São prioridade neste momento. O Brasil tem um estado fiscal muito grave, e precisamos tomar medidas para resolver isso. Essas reformas precisam passar, porque o país precisa sair do caos em que se encontra. Todo mundo tem suas questões quanto a alguns temas, mas a reforma tem de passar.

As manifestações de domingo podem atrapalhar a relação do Congresso com o Executivo?
Eu acho que não vão atrapalhar. As manifestações são legítimas. Todo tipo de manifestação pacífica faz parte da democracia. Todos podem se manifestar pelo que pensam, pelo que lutam. A maioria dos que foram às ruas foram para pedir um país melhor, mas o maniqueísmo é perigoso. Não podemos entrar na linha de, ou é do meu jeito, ou não dá. Precisamos de ponderação. Quando pedem fechamento do Congresso e do Supremo, é algo que não se pode nem discutir, fere a democracia, a Constituição, fere tudo que lutamos para conseguir.

A retirada do Conselho de Controle de Atividades Financeiras (Coaf) do Ministério da Justiça foi uma derrota para o governo?
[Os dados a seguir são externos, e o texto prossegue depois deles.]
//! Sled 嵌入式存储

mod state_storage;

pub use state_storage::{SledStateConfig, SledStateStorage};
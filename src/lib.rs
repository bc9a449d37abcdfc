//! DermAI - 皮肤病图片分类客户端编排
//!
//! 架构设计: DDD + Hexagonal Architecture
//!
//! 领域层 (domain/):
//! - Diagnosis Context: 候选分类、上传图片、疾病详情解码、预测结果
//!
//! 应用层 (application/):
//! - Ports: 端口定义（PredictionClient, DetailsClient, StateStorage）
//! - Commands: 预测周期命令与导航目标
//! - Store: 编排状态（loading / error / result）与持久化
//!
//! 基础设施层 (infrastructure/):
//! - Adapters: HTTP 分析客户端 + Fake 客户端
//! - Persistence: Sled 状态存储
//! - Memory: 内存状态存储
//! - Events: Store 事件发布
//!
//! 展示层 (presentation/):
//! - 结果页视图与报告渲染

pub mod application;
pub mod config;
pub mod domain;
pub mod infrastructure;
pub mod presentation;

pub use crate::application::{PredictionStore, RunPredictionCycle};
pub use crate::config::{load_config_from_path, AppConfig};
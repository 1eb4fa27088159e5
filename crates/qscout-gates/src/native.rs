//! The QSCOUT native gate tables.
//!
//! | Gate | Family | Fixed angles |
//! |------|--------|--------------|
//! | `R` | radial | none |
//! | `Rx`, `Ry` | radial | axis 0, π/2 |
//! | `Rz` | axial | none |
//! | `Px`, `Py`, `Pz` | radial / axial | rotation π |
//! | `Sx`, `Sy`, `Sz` | radial / axial | rotation π/2 |
//! | `Sxd`, `Syd`, `Szd` | radial / axial | rotation -π/2 |
//! | `MS` | Mølmer-Sørensen | none |
//! | `Sxx`, `Sxxd` | Mølmer-Sørensen | axis 0, rotation ±π/2 |
//! | `XX`, `YY`, `ZZ` | xx / yy / zz | none |
//! | `Syy`, `Syyd`, `Szz`, `Szzd` | yy / zz | rotation ±π/2 |

use std::f64::consts::{FRAC_PI_2, PI};

use tracing::debug;

use crate::error::GateResult;
use crate::family::{FamilyBinding, GateFamily, Slot};
use crate::registry::{GateRegistry, STRETCH_SUFFIX};
use crate::signature::{GateSignature, Parameter};

/// State preparation marker.
pub const PREPARE_ALL: &str = "prepare_all";
/// Measurement marker.
pub const MEASURE_ALL: &str = "measure_all";

fn one_qubit(name: &str, floats: &[&str], binding: FamilyBinding) -> GateSignature {
    let mut params = vec![Parameter::qubit("q")];
    params.extend(floats.iter().map(|f| Parameter::float(*f)));
    GateSignature::active(name, params, binding)
}

fn two_qubit(name: &str, floats: &[&str], binding: FamilyBinding) -> GateSignature {
    let mut params = vec![Parameter::qubit("q0"), Parameter::qubit("q1")];
    params.extend(floats.iter().map(|f| Parameter::float(*f)));
    GateSignature::active(name, params, binding)
}

fn radial(axis: f64, rotation: f64) -> GateResult<FamilyBinding> {
    FamilyBinding::fixed(GateFamily::RadialRotation, &[axis, rotation])
}

fn axial(angle: f64) -> GateResult<FamilyBinding> {
    FamilyBinding::fixed(GateFamily::AxialRotation, &[angle])
}

/// Active single- and two-qubit gates of the standard set, in table order.
pub fn native_active_gates() -> GateResult<Vec<GateSignature>> {
    use GateFamily::{AxialRotation, MsRotation, RadialRotation};

    Ok(vec![
        one_qubit(
            "R",
            &["axis-angle", "rotation-angle"],
            FamilyBinding::general(RadialRotation),
        ),
        one_qubit(
            "Rx",
            &["angle"],
            FamilyBinding::new(RadialRotation, vec![Slot::Fixed(0.0), Slot::Free])?,
        ),
        one_qubit(
            "Ry",
            &["angle"],
            FamilyBinding::new(RadialRotation, vec![Slot::Fixed(FRAC_PI_2), Slot::Free])?,
        ),
        one_qubit("Rz", &["angle"], FamilyBinding::general(AxialRotation)),
        one_qubit("Px", &[], radial(0.0, PI)?),
        one_qubit("Py", &[], radial(FRAC_PI_2, PI)?),
        one_qubit("Pz", &[], axial(PI)?),
        one_qubit("Sx", &[], radial(0.0, FRAC_PI_2)?),
        one_qubit("Sy", &[], radial(FRAC_PI_2, FRAC_PI_2)?),
        one_qubit("Sz", &[], axial(FRAC_PI_2)?),
        one_qubit("Sxd", &[], radial(0.0, -FRAC_PI_2)?),
        one_qubit("Syd", &[], radial(FRAC_PI_2, -FRAC_PI_2)?),
        one_qubit("Szd", &[], axial(-FRAC_PI_2)?),
        two_qubit(
            "MS",
            &["axis-angle", "rotation-angle"],
            FamilyBinding::general(MsRotation),
        ),
        two_qubit("Sxx", &[], FamilyBinding::fixed(MsRotation, &[0.0, FRAC_PI_2])?),
    ])
}

/// Extended two-qubit gates: general `XX`/`YY`/`ZZ` rotations and their
/// fixed-angle forms.
pub fn two_qubit_active_gates() -> GateResult<Vec<GateSignature>> {
    use GateFamily::{MsRotation, Xx, Yy, Zz};

    Ok(vec![
        two_qubit("XX", &["rotation-angle"], FamilyBinding::general(Xx)),
        two_qubit("YY", &["rotation-angle"], FamilyBinding::general(Yy)),
        two_qubit("ZZ", &["rotation-angle"], FamilyBinding::general(Zz)),
        two_qubit("Sxxd", &[], FamilyBinding::fixed(MsRotation, &[0.0, -FRAC_PI_2])?),
        two_qubit("Syy", &[], FamilyBinding::fixed(Yy, &[FRAC_PI_2])?),
        two_qubit("Syyd", &[], FamilyBinding::fixed(Yy, &[-FRAC_PI_2])?),
        two_qubit("Szz", &[], FamilyBinding::fixed(Zz, &[FRAC_PI_2])?),
        two_qubit("Szzd", &[], FamilyBinding::fixed(Zz, &[-FRAC_PI_2])?),
    ])
}

/// The standard native gate set: boundary markers, active gates and the
/// idle twin of every active gate.
pub fn native_gates() -> GateResult<GateRegistry> {
    let mut gates = vec![GateSignature::boundary(PREPARE_ALL)];
    gates.extend(native_active_gates()?);
    gates.push(GateSignature::boundary(MEASURE_ALL));

    let registry = GateRegistry::from_signatures(gates)?.with_idle_twins()?;
    debug!("Built native gate set with {} gates", registry.len());
    Ok(registry)
}

/// The extended two-qubit gates with their idle twins.
pub fn two_qubit_gates() -> GateResult<GateRegistry> {
    let registry = GateRegistry::from_signatures(two_qubit_active_gates()?)?.with_idle_twins()?;
    debug!("Built two-qubit gate set with {} gates", registry.len());
    Ok(registry)
}

/// Everything an emulator needs: native and two-qubit gates plus the
/// stretched variant of every active gate.
pub fn all_gates() -> GateResult<GateRegistry> {
    let mut registry = native_gates()?;
    registry.extend_from(&two_qubit_gates()?)?;
    let stretched = registry.stretched(STRETCH_SUFFIX)?;
    registry.extend_from(&stretched)?;
    Ok(registry)
}
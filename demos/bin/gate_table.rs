//! Gate Table: inspect the QSCOUT native gates and their noise model
//!
//! Without a gate name, lists every gate in the emulator gate set. With one,
//! evaluates its duration, ideal unitary and noisy superoperator:
//!
//! ```text
//! gate-table                      # list all gates
//! gate-table --json               # registry as JSON
//! gate-table Sx q0                # noisy Sx on qubit 0
//! gate-table -s 2 MS 0 1 0 pi/2   # MS with a doubled duration
//! gate-table --idle 1.5           # idle channel for 1.5 gate times
//! ```

use anyhow::Context;
use clap::Parser;
use console::style;
use tracing::debug;
use tracing_subscriber::EnvFilter;

use qscout_demos::{
    format_superoperator, parse_gate_args, print_header, print_info, print_result, print_section,
    print_success,
};
use qscout_gates::GateAction;
use qscout_noise::{CallOptions, NoiseConfig, NoisyGateSet, qscout_gate_set};

#[derive(Parser, Debug)]
#[command(name = "gate-table")]
#[command(about = "Inspect the QSCOUT native gate set and its noise model")]
struct Args {
    /// Gate to evaluate; omit to list all gates
    gate: Option<String>,

    /// Gate arguments in declared order (qubits as `q0` or `0`, angles as
    /// numbers or `pi/2`). Options must come before the gate name.
    #[arg(allow_hyphen_values = true)]
    values: Vec<String>,

    /// Noise configuration file (YAML, or JSON with a .json extension)
    #[arg(short, long, env = "QSCOUT_CONFIG")]
    config: Option<String>,

    /// Duration multiplier
    #[arg(short, long)]
    stretch: Option<f64>,

    /// Print the idle channel for this duration instead
    #[arg(long)]
    idle: Option<f64>,

    /// Print the registry as JSON
    #[arg(long)]
    json: bool,

    /// Digits shown in matrices
    #[arg(long, default_value = "4")]
    precision: usize,

    /// Increase verbosity (-v, -vv, -vvv)
    #[arg(short, long, action = clap::ArgAction::Count)]
    verbose: u8,
}

fn main() -> anyhow::Result<()> {
    let args = Args::parse();

    let filter = match args.verbose {
        0 => "warn",
        1 => "info",
        2 => "debug",
        _ => "trace",
    };
    tracing_subscriber::fmt()
        .with_env_filter(EnvFilter::new(filter))
        .with_target(false)
        .init();

    let config = NoiseConfig::load(args.config.as_deref()).context("loading noise configuration")?;
    let gates = qscout_gate_set(config)?;
    debug!("Gate set ready: {} gates", gates.registry().len());

    if args.json {
        println!("{}", serde_json::to_string_pretty(gates.registry())?);
        return Ok(());
    }

    print_header("QSCOUT Native Gates");
    print_result("Depolarization", config.depolarization);
    print_result("Rotation error", config.rotation_error);
    print_result("Phase error", config.phase_error);
    print_result("Multi-qubit depolarization", config.two_qubit_depolarization);

    if let Some(duration) = args.idle {
        print_section(&format!("Idle channel, duration {duration}"));
        let channel = gates.idle(duration)?;
        println!("{}", format_superoperator(&channel, args.precision));
        return Ok(());
    }

    match args.gate.as_deref() {
        Some(name) => show_gate(&gates, name, &args),
        None => {
            list_gates(&gates);
            Ok(())
        }
    }
}

fn list_gates(gates: &NoisyGateSet) {
    let registry = gates.registry();

    print_section("Boundary gates");
    for gate in registry.boundary() {
        println!("  {}", style(gate.name()).yellow());
    }

    print_section("Active gates");
    for gate in registry.active() {
        let family = gate
            .binding()
            .map(|b| b.family().to_string())
            .unwrap_or_default();
        println!("  {:<42} {}", gate.to_string(), style(family).dim());
    }

    println!();
    print_info(&format!(
        "{} idle twins (I_<name>) mirror the active gates",
        registry.idle().count()
    ));
    print_success(&format!("{} gates in total", registry.len()));
}

fn show_gate(gates: &NoisyGateSet, name: &str, args: &Args) -> anyhow::Result<()> {
    let signature = gates.registry().get(name)?;
    let gate_args = parse_gate_args(signature, &args.values)?;
    let options = CallOptions {
        stretch: args.stretch,
        locations: None,
    };

    print_section(&signature.to_string());

    let kind = match signature.action() {
        GateAction::Active(_) => "active",
        GateAction::Idle(_) => "idle",
        GateAction::Boundary => "boundary",
    };
    print_result("Kind", kind);

    let duration = gates.duration_with(name, &gate_args, &options)?;
    print_result("Duration", format!("{duration:.6}"));

    if signature.is_unitary() {
        let unitary = signature.ideal_unitary(&gate_args)?;
        print_section("Ideal unitary");
        for row in unitary.rows() {
            let cells: Vec<String> = row
                .iter()
                .map(|c| format!("{:>+.*}{:+.*}i", args.precision, c.re, args.precision, c.im))
                .collect();
            println!("  {}", cells.join("  "));
        }
    }

    let superoperator = gates.superoperator_with(name, &gate_args, &options)?;
    print_section("Noisy superoperator (Pauli basis)");
    println!("{}", format_superoperator(&superoperator, args.precision));

    Ok(())
}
No caso do Coaf, o meu voto foi técnico. O Coaf é um órgão de fiscalização financeira. Funcionou durante 20 anos muito bem no Ministério da Economia. É muito perigoso esse negócio de fulanizar os órgãos. O Coaf é um órgão de fiscalização que cabe ao Ministério da Economia, como em quase todos os países de primeiro mundo. Respeito muito o ministro Sérgio Moro, mas, se ele virar ministro do Supremo, ele não vai poder levar o Coaf com ele. Aí, entra outro ministro, será que a população vai gostar? Se não gostar, vamos ter de mudar o Coaf de lugar de novo? Temos de ser contra essa fulanização.